Recommended load sequence:

  1. stage source tables
  2. load/update dimensions
  3. resolve surrogate keys
  4. load fact rows
  5. run quality + reconciliation tests

Contract examples:

  • no duplicate fact grain keys
  • no orphan fact foreign keys
  • metric totals reconcile to trusted source aggregates

Validation SQL You Should Always Run #

sql
-- 1) Grain uniqueness on the true grain key
-- (order_id, product_key) is NOT the grain: an order can legitimately
-- repeat the same product on separate lines
SELECT order_id, order_item_id, COUNT(*) AS row_count
FROM fact_order_item
GROUP BY order_id, order_item_id
HAVING COUNT(*) > 1;

-- 2) Orphan keys
SELECT COUNT(*) AS missing_customer_keys
FROM fact_order_item f
LEFT JOIN dim_customer c ON c.customer_key = f.customer_key
WHERE c.customer_key IS NULL;

-- 3) Reconciliation
SELECT
  ROUND(SUM(net_amount), 2) AS fact_total
FROM fact_order_item;

Performance and Maintenance Notes #

  • Keep fact tables narrow; move verbose text to dimensions.
  • Partition/cluster fact tables by common time filters where supported.
  • Pre-aggregate common dashboard grains into summary marts.
  • Use conformed dimensions to avoid duplicated business logic.
  • Version metric definitions when formulas change.

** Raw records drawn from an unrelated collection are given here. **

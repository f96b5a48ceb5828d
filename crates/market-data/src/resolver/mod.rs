//! Symbol resolution for the quote provider.
//!
//! Holdings keep the symbol the user typed. Before a batch lookup every
//! symbol is exchange-qualified by [`SymbolResolver::qualify`]; results are
//! keyed back to the holding symbol by the adapter.

mod exchange_suffixes;

pub use exchange_suffixes::{
    classify_symbol_currency, strip_exchange_suffix, CurrencyTag, SymbolResolver,
    DOMESTIC_EXCHANGE_SUFFIX,
};
use crate::constants::HUNDRED;
use crate::holdings::{Holding, HoldingId};
use crate::valuation::{PortfolioSummary, PositionMetrics};

use log::warn;
use rust_decimal::Decimal;
use std::collections::{BTreeMap, HashMap, HashSet};
use stockboard_market_data::{classify_symbol_currency, Quote, QuoteMap};

/// Calculates the metrics of one holding against its latest quote.
///
/// A missing quote, or one without a positive price, falls back to the cost
/// basis: market value equals cost, profit is zero and `price_stale` is set.
///
/// # Arguments
///
/// * `holding` - The holding to value.
/// * `quote` - The latest quote for the holding's symbol, if any.
///
pub fn calculate_position(holding: &Holding, quote: Option<&Quote>) -> PositionMetrics {
    let cost_basis = holding.cost_basis();
    let currency = classify_symbol_currency(&holding.symbol);

    let priced = quote.and_then(Quote::usable_price).and_then(|price| {
        match price.checked_mul(holding.quantity) {
            Some(market_value) => Some((price, market_value)),
            None => {
                warn!(
                    "Market value of {} overflows at price {}, using cost basis",
                    holding.symbol, price
                );
                None
            }
        }
    });

    match priced {
        Some((price, market_value)) => {
            let profit = market_value.saturating_sub(cost_basis);
            PositionMetrics {
                holding_id: holding.id,
                symbol: holding.symbol.clone(),
                currency,
                price: Some(price),
                market_value,
                cost_basis,
                profit,
                profit_percent: percent_of(profit, cost_basis),
                price_stale: false,
            }
        }
        None => PositionMetrics {
            holding_id: holding.id,
            symbol: holding.symbol.clone(),
            currency,
            price: None,
            market_value: cost_basis,
            cost_basis,
            profit: Decimal::ZERO,
            profit_percent: Decimal::ZERO,
            price_stale: true,
        },
    }
}

/// Calculates metrics for every holding, looking quotes up by symbol.
pub fn calculate_positions(holdings: &[Holding], quotes: &QuoteMap) -> Vec<PositionMetrics> {
    holdings
        .iter()
        .map(|holding| calculate_position(holding, quotes.get(&holding.symbol)))
        .collect()
}

/// Aggregates position metrics into a portfolio summary.
///
/// Every position must belong to one of `holdings`. A position with an
/// unknown holding id is skipped (and asserts in debug builds).
pub fn summarize(holdings: &[Holding], positions: &[PositionMetrics]) -> PortfolioSummary {
    let known: HashMap<HoldingId, &Holding> = holdings.iter().map(|h| (h.id, h)).collect();

    let mut total_value = Decimal::ZERO;
    let mut total_cost = Decimal::ZERO;
    let mut value_by_symbol: BTreeMap<String, Decimal> = BTreeMap::new();
    let mut currencies = HashSet::new();
    let mut holding_count = 0;
    let mut stale_count = 0;

    for position in positions {
        if !known.contains_key(&position.holding_id) {
            warn!(
                "Skipping position for unknown holding {} ({})",
                position.holding_id, position.symbol
            );
            debug_assert!(
                false,
                "position for holding {} has no matching holding",
                position.holding_id
            );
            continue;
        }

        total_value = total_value.saturating_add(position.market_value);
        total_cost = total_cost.saturating_add(position.cost_basis);
        let symbol_value = value_by_symbol
            .entry(position.symbol.clone())
            .or_insert(Decimal::ZERO);
        *symbol_value = symbol_value.saturating_add(position.market_value);
        currencies.insert(position.currency);
        holding_count += 1;
        if position.price_stale {
            stale_count += 1;
        }
    }

    let total_profit = total_value.saturating_sub(total_cost);
    let allocation_by_symbol = value_by_symbol
        .into_iter()
        .map(|(symbol, value)| (symbol, percent_of(value, total_value)))
        .collect();

    PortfolioSummary {
        total_value,
        total_cost,
        total_profit,
        total_profit_percent: percent_of(total_profit, total_cost),
        allocation_by_symbol,
        holding_count,
        stale_count,
        mixed_currencies: currencies.len() > 1,
    }
}

/// `part / whole * 100`, or zero when `whole` is not positive or the
/// ratio is not representable.
fn percent_of(part: Decimal, whole: Decimal) -> Decimal {
    if whole <= Decimal::ZERO {
        return Decimal::ZERO;
    }
    part.checked_div(whole)
        .and_then(|ratio| ratio.checked_mul(HUNDRED))
        .unwrap_or(Decimal::ZERO)
}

Common Modeling Mistakes #

  • Mixed grain in one fact table.
  • Ratios stored as base fact metrics (instead of deriving from numerators/denominators).
  • SCD policy chosen without business sign-off.
  • Facts loaded before dimensions are stable.
  • Hidden duplicate joins caused by non-unique dimension business keys.

Interactive SQL Check #

Run this query to practice a classic star-style aggregate across orders, items, and product dimensions.

Loading SQL editor...
Tip

A datamart is production-ready when:
1) grain is explicit and tested,
2) metrics reconcile,
3) dimensions are trustworthy,
4) analysts can query without custom join logic.